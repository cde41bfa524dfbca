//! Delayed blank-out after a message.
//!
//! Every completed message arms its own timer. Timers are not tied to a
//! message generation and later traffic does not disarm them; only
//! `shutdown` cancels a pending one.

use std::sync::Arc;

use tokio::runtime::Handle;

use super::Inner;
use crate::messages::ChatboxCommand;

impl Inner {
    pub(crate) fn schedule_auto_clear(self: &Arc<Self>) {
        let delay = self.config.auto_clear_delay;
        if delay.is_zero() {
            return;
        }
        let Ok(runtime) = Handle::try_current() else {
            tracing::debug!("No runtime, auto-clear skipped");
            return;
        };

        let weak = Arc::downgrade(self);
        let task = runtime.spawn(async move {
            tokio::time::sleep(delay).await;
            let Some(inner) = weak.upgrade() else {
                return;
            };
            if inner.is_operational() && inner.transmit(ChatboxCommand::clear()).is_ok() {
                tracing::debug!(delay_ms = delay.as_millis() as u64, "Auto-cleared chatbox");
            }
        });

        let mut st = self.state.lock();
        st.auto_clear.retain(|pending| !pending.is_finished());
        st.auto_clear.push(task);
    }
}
◆ ◆ ◆ ◆ ◆
**Assignment**:
Set every line of the data down again, word for word.

**Written answer**:
repository cde41bfa524dfbca
//! Delayed blank-out after a message.
//!
//! Every completed message arms its own timer. Timers are not tied to a
//! message generation and later traffic does not disarm them; only
//! `shutdown` cancels a pending one.

use std::sync::Arc;

use tokio::runtime::Handle;

use super::Inner;
use crate::messages::ChatboxCommand;

impl Inner {
    pub(crate) fn schedule_auto_clear(self: &Arc<Self>) {
        let delay = self.config.auto_clear_delay;
        if delay.is_zero() {
            return;
        }
        let Ok(runtime) = Handle::try_current() else {
            tracing::debug!("No runtime, auto-clear skipped");
            return;
        };

        let weak = Arc::downgrade(self);
        let task = runtime.spawn(async move {
            tokio::time::sleep(delay).await;
            let Some(inner) = weak.upgrade() else {
                return;
            };
            if inner.is_operational() && inner.transmit(ChatboxCommand::clear()).is_ok() {
                tracing::debug!(delay_ms = delay.as_millis() as u64, "Auto-cleared chatbox");
            }
        });

        let mut st = self.state.lock();
        st.auto_clear.retain(|pending| !pending.is_finished());
        st.auto_clear.push(task);
    }
}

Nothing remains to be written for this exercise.